Why Healthy Schools are Important

If you’re concerned about the safety of the products you use in your home, a recent survey by Ipsos and NSF proves that you’re not alone. 41% of respondents are very concerned about how safe their cleaning supplies were. The number jumps to 79% when the survey respondent was a parent.1 Americans, including parents of students, staff, and other stakeholders, are more aware and are becoming very concerned about cleaning chemicals. It’s time that sense of urgency regarding environmental health and safety be pushed to the forefront at schools, with deeper consideration and discussion regarding how we can make them a better workplace just as we work to make it a safer space for learning and growing students.

It’s not just that school stakeholders becoming more aware and concerned. There are numerous studies by the EPA and its Science Advisory Board (SAB), linking poor indoor air quality, which includes effects of airborne pollutants such as cleaning chemicals, to side effects such as coughing and wheezing, shortness of breath, sore throat, red (and itchy) eyes, headaches, nosebleeds, skin rashes, or even asthma. According to the EPA, 1 in 13 children of school-age has asthma, which is the leading cause of school absenteeism due to chronic illness.2

1 in 13 children of school age has asthma

1 in 13 children of school-age has asthma, which is the leading cause of school absenteeism due to chronic illness.2

A custodial worker uses 194 pounds of chemicals each year, 25% of which are hazardous substances, which can exacerbate asthma symptoms. Additionally, custodial staff experience one of the highest rates of occupational asthma. Custodians also suffer the highest exposures to chemical products used in floor care, glass cleaning, disinfection, and indoor and outdoor pest control.3 Purchasing and using only the least-toxic products for these tasks would help protect not just custodians but every member of the school community.
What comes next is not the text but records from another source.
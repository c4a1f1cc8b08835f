//! The node-level activity lifecycle.
//!
//! A node cycles `Waiting → Precomputing → Standby → Realtime → Completed →
//! Waiting`; `Error` is reachable from everywhere, `Crash` is terminal.
//! Transitions run under one exclusive lock, invoke the per-activity entry
//! handler with the lock held, and are broadcast to every listener. A small
//! buffered report channel additionally keeps a backlog so an asynchronous
//! reporter never misses a change.

use std::{collections::HashMap, time::Duration};

use derive_more::Display;
use num_enum::TryFromPrimitive;
use parking_lot::{Mutex, RwLock};
use thiserror::Error;
use tokio::sync::{mpsc, watch};

/// The depth of the change report backlog.
const REPORT_DEPTH: usize = 16;

/// What the node is currently doing.
#[derive(Debug, Display, Clone, Copy, PartialEq, Eq, Hash, TryFromPrimitive)]
#[repr(u8)]
pub enum Activity {
    #[display(fmt = "NotStarted")]
    NotStarted = 0,
    #[display(fmt = "Waiting")]
    Waiting = 1,
    #[display(fmt = "Precomputing")]
    Precomputing = 2,
    #[display(fmt = "Standby")]
    Standby = 3,
    #[display(fmt = "Realtime")]
    Realtime = 4,
    #[display(fmt = "Completed")]
    Completed = 5,
    #[display(fmt = "Error")]
    Error = 6,
    #[display(fmt = "Crash")]
    Crash = 7,
}

/// The transition table. Anything not listed is rejected.
fn allowed_from(from: Activity) -> &'static [Activity] {
    match from {
        Activity::NotStarted => &[Activity::Waiting, Activity::Error, Activity::Crash],
        Activity::Waiting => &[Activity::Precomputing, Activity::Error],
        Activity::Precomputing => &[Activity::Standby, Activity::Error],
        Activity::Standby => &[Activity::Realtime, Activity::Error],
        Activity::Realtime => &[Activity::Completed, Activity::Error],
        Activity::Completed => &[Activity::Waiting, Activity::Error],
        Activity::Error => &[Activity::Waiting, Activity::Error, Activity::Crash],
        Activity::Crash => &[],
    }
}

/// Whether `target` can be reached from `from` through any number of
/// allowed transitions.
fn reachable(from: Activity, target: Activity) -> bool {
    let mut visited = [false; 8];
    let mut frontier = vec![from];
    while let Some(activity) = frontier.pop() {
        for &next in allowed_from(activity) {
            if next == target {
                return true;
            }
            if !visited[next as usize] {
                visited[next as usize] = true;
                frontier.push(next);
            }
        }
    }
    false
}

/// An error produced by the activity state machine.
#[derive(Debug, Error)]
pub enum ActivityError {
    /// The requested transition is not in the table. State is unchanged.
    #[error("cannot transition from {from} to {to}")]
    InvalidTransition { from: Activity, to: Activity },
    /// The entry handler refused the transition; state was rolled back.
    #[error("entering {to} failed: {reason}")]
    OnEnterFailed { to: Activity, reason: String },
    /// No allowed activity is reachable from the current one.
    #[error("no awaited activity is reachable from {0}")]
    Unreachable(Activity),
    /// The wait budget elapsed.
    #[error("timed out after {timeout:?} waiting while in {current}")]
    WaitTimeout {
        current: Activity,
        timeout: Duration,
    },
}

/// A per-activity entry handler. Receives the activity being left. Runs
/// with the state lock held, so it must not call back into the machine.
pub type OnEnter = Box<dyn Fn(Activity) -> anyhow::Result<()> + Send + Sync>;

/// The node state machine.
pub struct StateMachine {
    current: RwLock<Activity>,
    handlers: HashMap<Activity, OnEnter>,
    signal: watch::Sender<Activity>,
    report_tx: mpsc::Sender<Activity>,
    report_rx: Mutex<Option<mpsc::Receiver<Activity>>>,
}

impl StateMachine {
    /// A machine in `NotStarted` with the given entry handlers.
    pub fn new(handlers: HashMap<Activity, OnEnter>) -> Self {
        let (signal, _) = watch::channel(Activity::NotStarted);
        let (report_tx, report_rx) = mpsc::channel(REPORT_DEPTH);
        Self {
            current: RwLock::new(Activity::NotStarted),
            handlers,
            signal,
            report_tx,
            report_rx: Mutex::new(Some(report_rx)),
        }
    }

    /// The current activity.
    pub fn current(&self) -> Activity {
        *self.current.read()
    }

    /// A listener over every future change.
    pub fn subscribe(&self) -> watch::Receiver<Activity> {
        self.signal.subscribe()
    }

    /// The buffered change backlog. Can be taken once.
    pub fn take_change_report(&self) -> Option<mpsc::Receiver<Activity>> {
        self.report_rx.lock().take()
    }

    /// Moves the machine to `next`.
    ///
    /// Validates the transition, runs the entry handler with the lock held
    /// and rolls back if it fails, then broadcasts the new activity.
    /// `Error` to `Error` is idempotently successful to tolerate cascading
    /// failures.
    pub fn update(&self, next: Activity) -> Result<(), ActivityError> {
        let mut current = self.current.write();
        let from = *current;
        if from == Activity::Error && next == Activity::Error {
            return Ok(());
        }
        if !allowed_from(from).contains(&next) {
            return Err(ActivityError::InvalidTransition { from, to: next });
        }
        *current = next;
        if let Some(handler) = self.handlers.get(&next) {
            if let Err(err) = handler(from) {
                *current = from;
                return Err(ActivityError::OnEnterFailed {
                    to: next,
                    reason: err.to_string(),
                });
            }
        }
        info!(from = %from, to = %next, "activity changed");
        self.signal.send_replace(next);
        if self.report_tx.try_send(next).is_err() {
            warn!(to = %next, "change report backlog is full, reporter is lagging");
        }
        Ok(())
    }

    /// Waits until the activity is one of `allowed`.
    ///
    /// Returns immediately if it already is; fails fast when no allowed
    /// activity is reachable from the current one.
    pub async fn wait_for(
        &self,
        timeout: Duration,
        allowed: &[Activity],
    ) -> Result<Activity, ActivityError> {
        let mut rx = self.signal.subscribe();
        {
            let current = *rx.borrow_and_update();
            if allowed.contains(&current) {
                return Ok(current);
            }
            if !allowed.iter().any(|&target| reachable(current, target)) {
                return Err(ActivityError::Unreachable(current));
            }
        }
        let wait = async {
            loop {
                if rx.changed().await.is_err() {
                    // The machine outlives all waiters in practice; treat a
                    // dropped sender as an endless wait.
                    futures::future::pending::<()>().await;
                }
                let current = *rx.borrow_and_update();
                if allowed.contains(&current) {
                    return current;
                }
            }
        };
        tokio::time::timeout(timeout, wait)
            .await
            .map_err(|_| ActivityError::WaitTimeout {
                current: self.current(),
                timeout,
            })
    }

    #[cfg(test)]
    fn force(&self, activity: Activity) {
        *self.current.write() = activity;
        self.signal.send_replace(activity);
    }
}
For these reasons, it’s important to understand the ingredients that are in the products used in your school.

How to Clean for Healthier Schools

Because of the harsh chemicals that can be present in cleaning supplies, and the nature of a custodian’s work, it’s important to help protect your custodial staff from potential negative health impacts. As an employer, you’re required to provide appropriate ventilation around cleaning materials, but also to provide protective clothing. Another important requirement is that the cleaning chemicals must all have labels on them so your staff understands what they’re exposed to on a regular basis.


It’s a myth that for something to be clean, it has to have a scent. In reality, clean doesn’t have an odor!

Source: healthyschools.org

Employers are also required to train staff about the hazards, as well as use and storage, of cleaning supplies prior to first use. They should also learn how to safely dilute the cleaning chemicals, and how to proceed if there is a chemical spill. Perhaps most important of all, they must be trained to use protective gear (goggles, gloves, and clothing) when using cleaning chemicals.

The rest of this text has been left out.